TASK REQUIREMENTS: Single out the lines of the material that contain "execute" and copy them.

SUPPLIED DATA:
Start of Block

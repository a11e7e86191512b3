// TUI module - Terminal User Interface
//
// Owns the terminal for the lifetime of an interactive session:
// - TerminalSession: raw mode, alternate screen and mouse capture, undone on drop
// - Event loop: keyboard/mouse input, redraw ticks, and search session events
// - Key routing: query editing, global actions, focused-panel navigation

pub mod actions;
pub mod app;
pub mod components;
pub mod input;
pub mod layout;
pub mod scroll;
pub mod theme;
pub mod traits;
pub mod ui;

use crate::config::Config;
use crate::logging::LogBuffer;
use crate::search::{RepoSearch, SearchClient, SearchSession, SessionEvent};
use anyhow::{Context, Result};
use app::App;
use crossterm::{
    event::{
        self, DisableMouseCapture, EnableMouseCapture, Event, KeyCode, KeyEvent, KeyEventKind,
        KeyModifiers, MouseEvent, MouseEventKind,
    },
    execute,
    terminal::{disable_raw_mode, enable_raw_mode, EnterAlternateScreen, LeaveAlternateScreen},
};
use ratatui::{backend::CrosstermBackend, Terminal};
use scroll::FocusablePanel;
use std::io::{self, Stdout};
use std::sync::Arc;
use std::time::Duration;
use tokio::sync::mpsc;

type Term = Terminal<CrosstermBackend<Stdout>>;

/// Terminal ownership guard
///
/// Entering switches the terminal to raw mode, the alternate screen and
/// mouse capture; dropping restores it, on error paths as well.
pub struct TerminalSession {
    terminal: Term,
}

impl TerminalSession {
    pub fn enter() -> Result<Self> {
        enable_raw_mode().context("Failed to enable raw mode")?;

        let setup = execute!(io::stdout(), EnterAlternateScreen, EnableMouseCapture)
            .context("Failed to setup terminal")
            .and_then(|()| {
                Terminal::new(CrosstermBackend::new(io::stdout()))
                    .context("Failed to create terminal")
            });

        match setup {
            Ok(terminal) => Ok(Self { terminal }),
            Err(e) => {
                let _ = execute!(io::stdout(), LeaveAlternateScreen, DisableMouseCapture);
                let _ = disable_raw_mode();
                Err(e)
            }
        }
    }

    pub fn terminal(&mut self) -> &mut Term {
        &mut self.terminal
    }
}

impl Drop for TerminalSession {
    fn drop(&mut self) {
        let _ = disable_raw_mode();
        let _ = execute!(
            self.terminal.backend_mut(),
            LeaveAlternateScreen,
            DisableMouseCapture
        );
        let _ = self.terminal.show_cursor();
    }
}

/// Run the TUI
///
/// `initial_query` pre-fills the input box and goes through the normal
/// debounce like typed text.
pub async fn run_tui(
    config: Config,
    log_buffer: LogBuffer,
    initial_query: Option<String>,
) -> Result<()> {
    let client = SearchClient::new(&config.search.api_url)?;
    let (session, mut session_rx) = SearchSession::new(
        Arc::new(client),
        config.search.debounce(),
        config.search.scroll_trigger,
    );

    let mut app = App::new(session, &config, log_buffer);
    if let Some(query) = initial_query.filter(|q| !q.is_empty()) {
        app.set_query(query);
    }

    let mut terminal_session = TerminalSession::enter()?;
    tracing::info!("TUI started against {}", config.search.api_url);

    let result = run_event_loop(terminal_session.terminal(), &mut app, &mut session_rx).await;

    drop(terminal_session);
    tracing::info!("TUI stopped");
    result
}

/// Main event loop
///
/// Waits on three sources at once and redraws after whichever fires:
/// 1. Terminal input (keys, mouse wheel)
/// 2. A redraw tick (advances spinners, expires toasts)
/// 3. Search session events (debounce fires, request completions)
async fn run_event_loop<S: RepoSearch>(
    terminal: &mut Term,
    app: &mut App<S>,
    session_rx: &mut mpsc::UnboundedReceiver<SessionEvent>,
) -> Result<()> {
    let mut tick_interval = tokio::time::interval(Duration::from_millis(200));

    loop {
        terminal
            .draw(|f| ui::draw(f, app))
            .context("Failed to draw terminal")?;

        tokio::select! {
            _ = async {
                if event::poll(Duration::from_millis(10)).unwrap_or(false) {
                    match event::read() {
                        Ok(Event::Key(key_event)) => handle_key_event(app, key_event),
                        Ok(Event::Mouse(mouse_event)) => handle_mouse_event(app, mouse_event),
                        _ => {}
                    }
                }
            } => {}

            _ = tick_interval.tick() => {
                app.tick_animation();
            }

            Some(session_event) = session_rx.recv() => {
                app.handle_session_event(session_event);
            }
        }

        if app.should_quit {
            break;
        }
    }

    Ok(())
}

/// Handle keyboard input
/// Layered dispatch: release bookkeeping → global → query editing → focused panel
fn handle_key_event<S: RepoSearch>(app: &mut App<S>, key_event: KeyEvent) {
    match key_event.kind {
        KeyEventKind::Release => {
            app.handle_key_release(key_event.code);
            return;
        }
        KeyEventKind::Press => {}
        _ => return,
    }

    if handle_global_keys(app, &key_event) {
        return;
    }

    let key = key_event.code;
    match key {
        KeyCode::Enter => {
            if app.handle_key_press(key) && app.is_focused(FocusablePanel::Results) {
                app.open_selected();
            }
        }
        KeyCode::Tab | KeyCode::BackTab => {
            if app.handle_key_press(key) {
                app.focus_next();
            }
        }
        KeyCode::Backspace => app.pop_char(),
        KeyCode::Char(c)
            if !key_event
                .modifiers
                .intersects(KeyModifiers::CONTROL | KeyModifiers::ALT) =>
        {
            app.push_char(c);
        }
        KeyCode::Up
        | KeyCode::Down
        | KeyCode::PageUp
        | KeyCode::PageDown
        | KeyCode::Home
        | KeyCode::End => {
            if app.handle_key_press(key) {
                app.dispatch_to_focused(key_event);
            }
        }
        _ => {}
    }
}

/// Handle global keys - returns true if handled
fn handle_global_keys<S: RepoSearch>(app: &mut App<S>, key_event: &KeyEvent) -> bool {
    let key = key_event.code;
    let ctrl = key_event.modifiers.contains(KeyModifiers::CONTROL);

    match key {
        KeyCode::Esc => {
            if app.handle_key_press(key) {
                app.should_quit = true;
            }
            true
        }
        KeyCode::Char('c') if ctrl => {
            app.should_quit = true;
            true
        }
        KeyCode::Char('u') if ctrl => {
            app.clear_query();
            true
        }
        KeyCode::Char('l') if ctrl => {
            if app.handle_key_press(key) {
                app.toggle_logs();
            }
            true
        }
        KeyCode::Char('y') if ctrl => {
            if app.handle_key_press(key) {
                app.copy_selected_url();
            }
            true
        }
        _ => false,
    }
}

/// Handle mouse input: the wheel scrolls the focused panel
fn handle_mouse_event<S: RepoSearch>(app: &mut App<S>, mouse_event: MouseEvent) {
    let code = match mouse_event.kind {
        MouseEventKind::ScrollUp => KeyCode::Up,
        MouseEventKind::ScrollDown => KeyCode::Down,
        _ => return,
    };
    app.dispatch_to_focused(KeyEvent::new(code, KeyModifiers::NONE));
}

#[cfg(test)]
mod tests {
    use super::*;
    use crate::search::testing::{page_of, FakeSearch};
    use crate::search::ScrollTrigger;

    fn press(code: KeyCode) -> KeyEvent {
        KeyEvent::new(code, KeyModifiers::NONE)
    }

    fn ctrl(c: char) -> KeyEvent {
        KeyEvent::new(KeyCode::Char(c), KeyModifiers::CONTROL)
    }

    /// Press and release, so the next press of the same key triggers again
    fn tap<S: RepoSearch>(app: &mut App<S>, key: KeyEvent) {
        handle_key_event(app, key);
        handle_key_event(
            app,
            KeyEvent::new_with_kind(key.code, key.modifiers, KeyEventKind::Release),
        );
    }

    fn type_text<S: RepoSearch>(app: &mut App<S>, text: &str) {
        for c in text.chars() {
            handle_key_event(app, press(KeyCode::Char(c)));
        }
    }

    fn test_app(
        backend: Arc<FakeSearch>,
    ) -> (App<FakeSearch>, mpsc::UnboundedReceiver<SessionEvent>) {
        let (session, rx) =
            SearchSession::new(backend, Duration::from_millis(500), ScrollTrigger::Exact);
        let app = App::new(session, &Config::default(), LogBuffer::new());
        (app, rx)
    }

    /// Deliver session events until nothing is loading or debouncing
    async fn settle(app: &mut App<FakeSearch>, rx: &mut mpsc::UnboundedReceiver<SessionEvent>) {
        while app.session.is_debouncing() || app.session.state().is_loading() {
            let event = rx.recv().await.expect("event channel closed");
            app.handle_session_event(event);
        }
    }

    #[tokio::test(start_paused = true)]
    async fn typing_edits_query_and_searches_once() {
        let backend = FakeSearch::new(|_, page| page_of(10, page));
        let (mut app, mut rx) = test_app(backend.clone());

        type_text(&mut app, "reacx");
        handle_key_event(&mut app, press(KeyCode::Backspace));
        type_text(&mut app, "t");
        assert_eq!(app.session.query(), "react");

        settle(&mut app, &mut rx).await;
        assert_eq!(backend.calls(), vec![("react".to_string(), 1)]);
        assert_eq!(app.session.state().results().len(), 10);
    }

    #[tokio::test(start_paused = true)]
    async fn end_key_on_results_fetches_next_page() {
        let backend = FakeSearch::new(|_, page| match page {
            1 => page_of(10, 1),
            _ => page_of(5, page),
        });
        let (mut app, mut rx) = test_app(backend.clone());

        type_text(&mut app, "react");
        settle(&mut app, &mut rx).await;

        // What the renderer would do with a 6-row list
        app.results_panel.sync(10, 6);
        handle_key_event(&mut app, press(KeyCode::End));
        assert!(app.session.state().is_loading());
        settle(&mut app, &mut rx).await;

        assert_eq!(app.session.state().results().len(), 15);
        assert_eq!(app.session.state().cursor().get(), 3);
        assert_eq!(app.results_panel.selected, Some(9));
    }

    #[tokio::test(start_paused = true)]
    async fn wheel_scroll_away_from_bottom_does_not_fetch() {
        let backend = FakeSearch::new(|_, page| page_of(10, page));
        let (mut app, mut rx) = test_app(backend.clone());

        type_text(&mut app, "react");
        settle(&mut app, &mut rx).await;
        app.results_panel.sync(10, 6);

        handle_mouse_event(
            &mut app,
            MouseEvent {
                kind: MouseEventKind::ScrollDown,
                column: 0,
                row: 0,
                modifiers: KeyModifiers::NONE,
            },
        );
        assert!(!app.session.state().is_loading());
        assert_eq!(backend.calls().len(), 1);
    }

    #[tokio::test(start_paused = true)]
    async fn keys_that_leave_the_view_still_do_not_fetch() {
        // Page 1 has ten repositories, every later page is empty
        let backend = FakeSearch::new(|_, page| match page {
            1 => page_of(10, 1),
            _ => page_of(0, page),
        });
        let (mut app, mut rx) = test_app(backend.clone());

        type_text(&mut app, "react");
        settle(&mut app, &mut rx).await;
        app.results_panel.sync(10, 6);

        handle_key_event(&mut app, press(KeyCode::End));
        settle(&mut app, &mut rx).await;
        assert_eq!(backend.calls().len(), 2);
        assert_eq!(app.session.state().cursor().get(), 3);

        // Selection moves up inside the bottom screenful; the view does not
        let offset = app.results_panel.metrics().offset;
        handle_key_event(&mut app, press(KeyCode::Up));
        assert_eq!(app.results_panel.selected, Some(8));
        assert_eq!(app.results_panel.metrics().offset, offset);

        assert!(!app.session.state().is_loading());
        assert_eq!(backend.calls().len(), 2);
        assert_eq!(app.session.state().cursor().get(), 3);
    }

    #[tokio::test(start_paused = true)]
    async fn down_on_a_short_list_asks_for_more() {
        let backend = FakeSearch::new(|_, page| page_of(3, page));
        let (mut app, mut rx) = test_app(backend.clone());

        type_text(&mut app, "react");
        settle(&mut app, &mut rx).await;
        app.results_panel.sync(3, 6);

        // Up has nowhere to go and is not a request for more
        handle_key_event(&mut app, press(KeyCode::Up));
        assert!(!app.session.state().is_loading());

        handle_key_event(&mut app, press(KeyCode::Down));
        assert!(app.session.state().is_loading());
        settle(&mut app, &mut rx).await;

        assert_eq!(
            backend.calls(),
            vec![("react".to_string(), 1), ("react".to_string(), 2)]
        );
        assert_eq!(app.session.state().results().len(), 6);
    }

    #[tokio::test(start_paused = true)]
    async fn ctrl_u_clears_query_and_results() {
        let backend = FakeSearch::new(|_, page| page_of(10, page));
        let (mut app, mut rx) = test_app(backend);

        type_text(&mut app, "react");
        settle(&mut app, &mut rx).await;
        assert_eq!(app.session.state().results().len(), 10);

        handle_key_event(&mut app, ctrl('u'));
        assert_eq!(app.session.query(), "");
        assert!(app.session.state().results().is_empty());
        assert!(!app.session.is_debouncing());
    }

    #[tokio::test(start_paused = true)]
    async fn tab_needs_visible_logs_and_ctrl_l_toggles() {
        let backend = FakeSearch::new(|_, page| page_of(10, page));
        let (mut app, _rx) = test_app(backend);

        tap(&mut app, press(KeyCode::Tab));
        assert_eq!(app.focused, FocusablePanel::Results);

        tap(&mut app, ctrl('l'));
        assert!(app.show_logs);
        tap(&mut app, press(KeyCode::Tab));
        assert_eq!(app.focused, FocusablePanel::Logs);

        // Hiding the panel hands focus back to results
        tap(&mut app, ctrl('l'));
        assert!(!app.show_logs);
        assert_eq!(app.focused, FocusablePanel::Results);
    }

    #[tokio::test(start_paused = true)]
    async fn esc_and_ctrl_c_quit() {
        let backend = FakeSearch::new(|_, page| page_of(10, page));

        let (mut app, _rx) = test_app(backend.clone());
        handle_key_event(&mut app, press(KeyCode::Esc));
        assert!(app.should_quit);

        let (mut app, _rx) = test_app(backend);
        handle_key_event(&mut app, ctrl('c'));
        assert!(app.should_quit);
    }

    #[tokio::test(start_paused = true)]
    async fn ctrl_letters_do_not_reach_the_query() {
        let backend = FakeSearch::new(|_, page| page_of(10, page));
        let (mut app, _rx) = test_app(backend);

        handle_key_event(&mut app, ctrl('y'));
        handle_key_event(&mut app, KeyEvent::new(KeyCode::Char('x'), KeyModifiers::ALT));
        assert_eq!(app.session.query(), "");
    }
}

End of Block

ANSWER SECTION:
    execute,
        let setup = execute!(io::stdout(), EnterAlternateScreen, EnableMouseCapture)
                let _ = execute!(io::stdout(), LeaveAlternateScreen, DisableMouseCapture);
        let _ = execute!(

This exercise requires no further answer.